• **Directions**
The required result is one figure, the count of lines below with the string "bounds" in them.

---------- Data for analysis

//! Domain layer: dialect inventories and the phonological analysis
//!
//! Everything here is a deterministic function of the input text and an
//! immutable [`dialect::Dialect`]. Orchestration (tagging, lexicon
//! overrides, batches) lives in the application layer.

pub mod dialect;
pub mod error;
pub mod ipa;
pub mod phonology;
pub mod token;
pub mod transform;

pub use dialect::{get_dialect, Dialect, DialectRules};
pub use error::{PhonemizerError, Result};
pub use token::{CharToken, FeatureMap, FeatureValue, GraphemeToken, Sentence, WordToken};
pub use transform::{IpaTransform, Preset, PresetSpec, RuleRegistry};
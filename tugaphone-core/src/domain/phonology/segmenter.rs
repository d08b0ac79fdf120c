//! Grapheme segmentation
//!
//! Greedy longest match, left to right, inside each normalized syllable:
//! three-character units first, then two-character units, then single
//! characters. Eligibility of a span is decided by the dialect, which sees
//! the whole word around it, so a unit never crosses a syllable boundary but
//! can still depend on what follows it.

use super::syllabifier::{normalize_syllables, syllabify};
use crate::domain::dialect::{Dialect, DialectRules, GraphemeKind, TextWindow};
use log::debug;

/// One grapheme inside a word, in character offsets
#[derive(Debug, Clone, Copy, PartialEq, Eq)]
pub struct GraphemeSpan {
    pub start: usize,
    pub len: usize,
    pub kind: GraphemeKind,
    pub syllable_idx: usize,
}

impl GraphemeSpan {
    pub fn end(&self) -> usize {
        self.start + self.len
    }
}

/// Byte offset of every character boundary, the text length included
fn char_boundaries(text: &str) -> Vec<usize> {
    text.char_indices()
        .map(|(i, _)| i)
        .chain(std::iter::once(text.len()))
        .collect()
}

fn longest_match(
    text: &str,
    bounds: &[usize],
    pos: usize,
    end: usize,
    dialect: &Dialect,
) -> (usize, GraphemeKind) {
    for len in [3, 2] {
        if pos + len > end {
            continue;
        }
        let window = TextWindow::new(
            &text[..bounds[pos]],
            &text[bounds[pos]..bounds[pos + len]],
            &text[bounds[pos + len]..],
        );
        if let Some(kind) = dialect.classify_span(&window) {
            return (len, kind);
        }
    }
    (1, GraphemeKind::Letter)
}

/// Segment a canonical word into graphemes, syllable by syllable
///
/// `canonical` is the word after [`Dialect::canonicalize`]; `syllables`
/// must partition it by character count. Characters not covered by the
/// syllables are emitted as letters of the last syllable.
pub fn segment_word(canonical: &str, syllables: &[String], dialect: &Dialect) -> Vec<GraphemeSpan> {
    let bounds = char_boundaries(canonical);
    let n_chars = bounds.len() - 1;
    let mut spans = Vec::with_capacity(n_chars);
    let mut offset = 0;

    for (syllable_idx, syllable) in syllables.iter().enumerate() {
        let end = (offset + syllable.chars().count()).min(n_chars);
        let mut pos = offset;
        while pos < end {
            let (len, kind) = longest_match(canonical, &bounds, pos, end, dialect);
            spans.push(GraphemeSpan {
                start: pos,
                len,
                kind,
                syllable_idx,
            });
            pos += len;
        }
        offset = end;
    }

    let last_syllable = syllables.len().saturating_sub(1);
    for start in offset..n_chars {
        spans.push(GraphemeSpan {
            start,
            len: 1,
            kind: GraphemeKind::Letter,
            syllable_idx: last_syllable,
        });
    }

    debug!(
        "segmented {canonical:?} -> {:?}",
        spans
            .iter()
            .map(|s| &canonical[bounds[s.start]..bounds[s.end()]])
            .collect::<Vec<_>>()
    );
    spans
}

/// Grapheme strings of a whole word, in its lowercased spelling
pub fn segment(word: &str, dialect: &Dialect) -> Vec<String> {
    let lower = word.to_lowercase();
    let syllables = normalize_syllables(&syllabify(&lower));
    let canonical = dialect.canonicalize(&lower);
    let chars: Vec<char> = lower.chars().collect();

    segment_word(&canonical, &syllables, dialect)
        .into_iter()
        .map(|span| chars[span.start..span.end()].iter().collect())
        .collect()
}
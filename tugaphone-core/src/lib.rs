//! Dialect-aware Portuguese grapheme-to-phoneme conversion
//!
//! This crate turns Portuguese orthography into IPA for five national
//! varieties (pt-PT, pt-BR, pt-AO, pt-MZ, pt-TL). Every word is analyzed
//! into a tree of graphemes and characters with syllables, stress and
//! articulatory features, and the IPA is composed bottom-up from that tree.
//! Regional accents on top of a national variety are ordered chains of IPA
//! rewrite rules.
//!
//! # Architecture
//!
//! - **Domain layer**: dialect inventories, syllabification, stress,
//!   feature resolution, the token hierarchy, IPA composition and the
//!   regional rewrite rules. Pure functions of text and dialect.
//! - **Application layer**: part-of-speech tagging, the reference lexicon
//!   and the [`Phonemizer`] facade that ties them together.
//!
//! # Example
//!
//! ```rust
//! use tugaphone_core::{get_preset, Phonemizer};
//!
//! let phonemizer = Phonemizer::new().unwrap();
//!
//! // Same word, three varieties
//! assert_eq!(phonemizer.phonemize("bonito", "pt-PT").unwrap(), "bu·ˈni·tu");
//! assert_eq!(phonemizer.phonemize("bonito", "pt-BR").unwrap(), "bo·ˈni·tu");
//! assert_eq!(phonemizer.phonemize("bonito", "pt-TL").unwrap(), "bo·ˈni·to");
//!
//! // A northern Portuguese accent
//! let minho = get_preset("minho").unwrap();
//! assert_eq!(phonemizer.phonemize_with_preset("rato", &minho).unwrap(), "ˈra·tu");
//! ```
//!
//! The token tree is available directly for feature extraction:
//!
//! ```rust
//! use tugaphone_core::{get_dialect, Sentence};
//!
//! let br = get_dialect("pt-BR").unwrap();
//! let sentence = Sentence::new("Portugal", br);
//! let word = sentence.word(0).unwrap();
//!
//! assert_eq!(word.stressed_syllable_idx(), 2);
//! assert!(word.graphemes().last().unwrap().is_diphthong());
//! ```

pub mod application;
pub mod domain;

pub use application::{DictionaryTagger, Lexicon, Phonemizer, Tagger, WhitespaceTagger};
pub use domain::dialect::{
    canonical_code, get_dialect, list_available_dialects, region_for_dialect, Dialect,
    DialectRules,
};
pub use domain::error::{PhonemizerError, Result};
pub use domain::token::{
    CharToken, FeatureMap, FeatureValue, GraphemeToken, Sentence, SyllablePosition, WordToken,
};
pub use domain::transform::{
    get_preset, list_presets, IpaTransform, Preset, PresetSpec, RuleRegistry,
};
//! Letters without phonetic realization
//!
//! Digraph members ("h" of "ch", "u" of "qu") are silenced by grapheme
//! classification instead; this predicate only covers letters that are
//! silent on their own.

use crate::domain::dialect::Dialect;

/// Whether `ch` is silent between `before` and `after` in `word`
///
/// All strings are expected lowercased.
pub fn is_silent(ch: char, before: &str, after: &str, word: &str, dialect: &Dialect) -> bool {
    let prev = before.chars().next_back();
    let next = after.chars().next();

    match ch {
        'h' => true,
        'u' => {
            matches!(prev, Some('q' | 'g'))
                && next.is_some_and(|c| dialect.is_front_vowel(c))
                && !dialect.pronounces_u(word)
        }
        'p' => {
            prev == Some('m')
                && matches!(next, Some('c' | 'ç' | 't'))
                && dialect.has_mute_p(word)
        }
        _ => false,
    }
}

--------------------

• **Solution to the exercise**
8